櫻イミト

ミスター・サルドニクスの櫻イミトのレビュー・感想・評価

ミスター・サルドニクス(1961年製作の映画)
3.6
1960年前後に“観客参加型ギミック付きホラー映画”で一世を風靡したウイリアム・キャッスル監督の代表作のひとつ。本作のギミックは、2種類あるラストシーンのどちらかを観客の多数決で決めるという仕掛け。※現存するフィルムは1種類のみ。撮影は「地上入り永遠に」(1953)「俺たちに明日はない」(1967)で2度オスカーを受賞したバーネット・ガフィー。

1880年ロンドン。著名な神経外科医カーグレイヴのもとへ、大富豪サルドニクス男爵に嫁いだ元恋人のモードから「大至急助けてほしい」と手紙が届く。急いで城へ向かいモードと再会するが、彼女は元気そうで呼び寄せた理由をなかなか語ろうとしない。城では隻眼の召使クルールが、男爵の命令で女中アンナの顔面にヒルを貼り付けるという不可解な人体実験を行っていた。やがて顔面を覆うマスクをつけた男爵が現れる。。。

柳下毅一郎「興行師たちの映画史」を読んで気になっていたキャッスル監督のホラー映画を初鑑賞。意外に良く出来たゴシックホラーで、最後のギミック仕掛けも公開当時を偲ばせる味わいがあり楽しめた。

男爵の顔面マスクは「顔のない眼」(1959)、マスクを外す恐怖シーンは「オペラ座の怪人」(1925)、マスク下の顔面変形は「笑ふ男」(1928)と、名作ホラーの美味しいところを上手くミックスしている。顔面変形メイクは後の「ダークナイト」(2008)のトゥーフェイスを彷彿とさせ当時としては出色の出来栄え。

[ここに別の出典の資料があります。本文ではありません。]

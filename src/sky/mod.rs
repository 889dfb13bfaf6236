// This Source Code Form is subject to the terms of the Mozilla Public
// License, v. 2.0. If a copy of the MPL was not distributed with this
// file, You can obtain one at http://mozilla.org/MPL/2.0/.

//! Sky-model sources, and how they're split up and prepared for simulation.
//!
//! A [`SkyModel`] is split into [`SkyChunk`]s, each of which is simulated
//! independently. For every channel, each chunk gets a frequency-scaled and
//! flux-filtered working copy, and for every time step the working copy is
//! clipped to the sources above the horizon ([`LocalSky`]).

mod error;
mod horizon;
pub mod read;
#[cfg(test)]
mod tests;

pub use error::SkyError;
pub use horizon::{hadec_to_horizon, LocalSky, VisibleSource};

use marlu::{RADec, LMN};
use serde::{Deserialize, Serialize};

use crate::{constants::VEL_C, jones::Coherency};

/// At a frequency, four flux densities for each Stokes parameter.
#[derive(Debug, Clone, Copy, Default, PartialEq, Serialize, Deserialize)]
pub struct FluxDensity {
    /// The frequency that these flux densities apply to \[Hz\]
    pub freq: f64,

    /// The flux density of Stokes I \[Jy\]
    pub i: f64,

    /// The flux density of Stokes Q \[Jy\]
    #[serde(default)]
    #[serde(skip_serializing_if = "is_zero")]
    pub q: f64,

    /// The flux density of Stokes U \[Jy\]
    #[serde(default)]
    #[serde(skip_serializing_if = "is_zero")]
    pub u: f64,

    /// The flux density of Stokes V \[Jy\]
    #[serde(default)]
    #[serde(skip_serializing_if = "is_zero")]
    pub v: f64,
}

#[allow(clippy::trivially_copy_pass_by_ref)]
fn is_zero(num: &f64) -> bool {
    num.abs() < f64::EPSILON
}

impl FluxDensity {
    pub fn to_coherency(self) -> Coherency {
        Coherency {
            i: self.i,
            q: self.q,
            u: self.u,
            v: self.v,
        }
    }
}

/// The shape of an elliptical Gaussian source. All angles are in radians.
#[derive(Debug, Clone, Copy, PartialEq, Serialize, Deserialize)]
pub struct GaussianShape {
    /// Full width at half maximum of the major axis.
    pub maj: f64,

    /// Full width at half maximum of the minor axis.
    pub min: f64,

    /// Position angle of the major axis, east of north.
    pub pa: f64,
}

impl GaussianShape {
    /// The coefficients `[a, b, c]` of this source's visibility envelope
    /// `exp(-(a u² + b u v + c v²))`, with `u` and `v` in wavelengths.
    pub fn uv_coefficients(&self) -> [f64; 3] {
        let fwhm_to_sigma = 1.0 / (2.0 * (2.0 * std::f64::consts::LN_2).sqrt());
        let sigma_maj = self.maj * fwhm_to_sigma;
        let sigma_min = self.min * fwhm_to_sigma;
        let (s_pa, c_pa) = self.pa.sin_cos();
        let two_pi_sq = 2.0 * std::f64::consts::PI * std::f64::consts::PI;
        let var_maj = sigma_maj * sigma_maj;
        let var_min = sigma_min * sigma_min;
        [
            two_pi_sq * (var_maj * s_pa * s_pa + var_min * c_pa * c_pa),
            two_pi_sq * 2.0 * s_pa * c_pa * (var_maj - var_min),
            two_pi_sq * (var_maj * c_pa * c_pa + var_min * s_pa * s_pa),
        ]
    }
}

/// A single sky-model source.
#[derive(Debug, Clone, Copy)]
pub struct Source {
    pub radec: RADec,

    /// Flux densities at the reference frequency.
    pub flux_density: FluxDensity,

    pub spectral_index: f64,

    /// \[rad/m^2\]
    pub rotation_measure: f64,

    /// The visibility envelope coefficients if this is a Gaussian source (see
    /// [`GaussianShape::uv_coefficients`]).
    pub gaussian: Option<[f64; 3]>,

    /// Direction cosines relative to the phase centre.
    pub lmn: LMN,
}

impl Source {
    pub fn new(
        radec: RADec,
        flux_density: FluxDensity,
        spectral_index: f64,
        rotation_measure: f64,
        shape: Option<GaussianShape>,
        phase_centre: RADec,
    ) -> Source {
        Source {
            radec,
            flux_density,
            spectral_index,
            rotation_measure,
            gaussian: shape.map(|s| s.uv_coefficients()),
            lmn: radec.to_lmn(phase_centre),
        }
    }

    /// Get this source's flux densities at another frequency. Stokes I, Q, U
    /// and V follow the spectral index, and the linear polarisation is rotated
    /// by the rotation measure.
    pub fn scaled_flux_density(&self, freq_hz: f64) -> FluxDensity {
        let fd = self.flux_density;
        let ratio = (freq_hz / fd.freq).powf(self.spectral_index);
        let (q, u) = if self.rotation_measure == 0.0 {
            (fd.q, fd.u)
        } else {
            let lambda = VEL_C / freq_hz;
            let lambda_ref = VEL_C / fd.freq;
            let angle = 2.0 * self.rotation_measure * (lambda * lambda - lambda_ref * lambda_ref);
            let (s, c) = angle.sin_cos();
            (fd.q * c - fd.u * s, fd.q * s + fd.u * c)
        };
        FluxDensity {
            freq: freq_hz,
            i: fd.i * ratio,
            q: q * ratio,
            u: u * ratio,
            v: fd.v * ratio,
        }
    }
}

/// Inclusive Stokes I limits for sources to be simulated. A missing limit
/// doesn't filter anything.
#[derive(Debug, Clone, Copy, Default, PartialEq, Serialize, Deserialize)]
pub struct FluxFilter {
    pub min_jy: Option<f64>,
    pub max_jy: Option<f64>,
}

impl FluxFilter {
    pub fn accepts(&self, stokes_i: f64) -> bool {
        self.min_jy.map(|min| stokes_i >= min).unwrap_or(true)
            && self.max_jy.map(|max| stokes_i <= max).unwrap_or(true)
    }
}

/// A whole sky model, with direction cosines relative to its phase centre.
#[derive(Debug, Clone)]
pub struct SkyModel {
    pub phase_centre: RADec,
    pub sources: Vec<Source>,
}

impl SkyModel {
    pub fn len(&self) -> usize {
        self.sources.len()
    }

    pub fn is_empty(&self) -> bool {
        self.sources.is_empty()
    }

    /// Split this sky model into chunks of at most `max_sources_per_chunk`
    /// sources. Source order is preserved.
    pub fn into_chunks(self, max_sources_per_chunk: usize) -> Result<Vec<SkyChunk>, SkyError> {
        if max_sources_per_chunk == 0 {
            return Err(SkyError::ZeroChunkSize);
        }
        Ok(self
            .sources
            .chunks(max_sources_per_chunk)
            .map(|sources| SkyChunk {
                sources: sources.to_vec(),
            })
            .collect())
    }
}

/// An ordered group of sources that is simulated as a unit. Chunks loaded from
/// a sky model are never mutated; per-channel working copies are made with
/// [`SkyChunk::scaled_copy_into`].
#[derive(Debug, Clone, Default)]
pub struct SkyChunk {
    pub sources: Vec<Source>,
}

impl SkyChunk {
    pub fn with_capacity(capacity: usize) -> SkyChunk {
        SkyChunk {
            sources: Vec::with_capacity(capacity),
        }
    }

    pub fn len(&self) -> usize {
        self.sources.len()
    }

    pub fn is_empty(&self) -> bool {
        self.sources.is_empty()
    }

    /// Overwrite `out` with this chunk's sources scaled to `freq_hz`, keeping
    /// only those whose scaled Stokes I passes the filter.
    pub fn scaled_copy_into(&self, freq_hz: f64, filter: FluxFilter, out: &mut SkyChunk) {
        out.sources.clear();
        out.sources.extend(self.sources.iter().filter_map(|src| {
            let flux_density = src.scaled_flux_density(freq_hz);
            if filter.accepts(flux_density.i) {
                Some(Source {
                    flux_density,
                    ..*src
                })
            } else {
                None
            }
        }));
    }

    pub fn scaled_copy(&self, freq_hz: f64, filter: FluxFilter) -> SkyChunk {
        let mut out = SkyChunk::with_capacity(self.len());
        self.scaled_copy_into(freq_hz, filter, &mut out);
        out
    }
}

この男爵の怪奇キャラを軸に、顔面ヒルや墓の中の顔面変形死体などショッキングシーンが散りばめられサービス精神は満点。演出もホラー映画のツボを押さえたものでベテランならではの職人技を感じさせた。同時代のB級映画の帝王ロジャー・コーマン監督と比べても、本作でのホラー演出の腕前は上回っていた。

ラスト前にキャッスル監督自身が登場し観客にラストシーンの選択を呼びかけて映画は一度暗転。映画館ではここで観客のカード挙手数を確認し、多数決で選ばれたシーンが上映されたとのこと。しかし大半の観客が“男爵が罰せられる”方の選択をしたため、“赦される”パターンのラストシーンは誰も観たことがないとされる。そもそも1パターンしかフィルムが用意されていなかったとの関係者証言もあり、その胡散臭さも見世物映画として味わい深いエピソードである。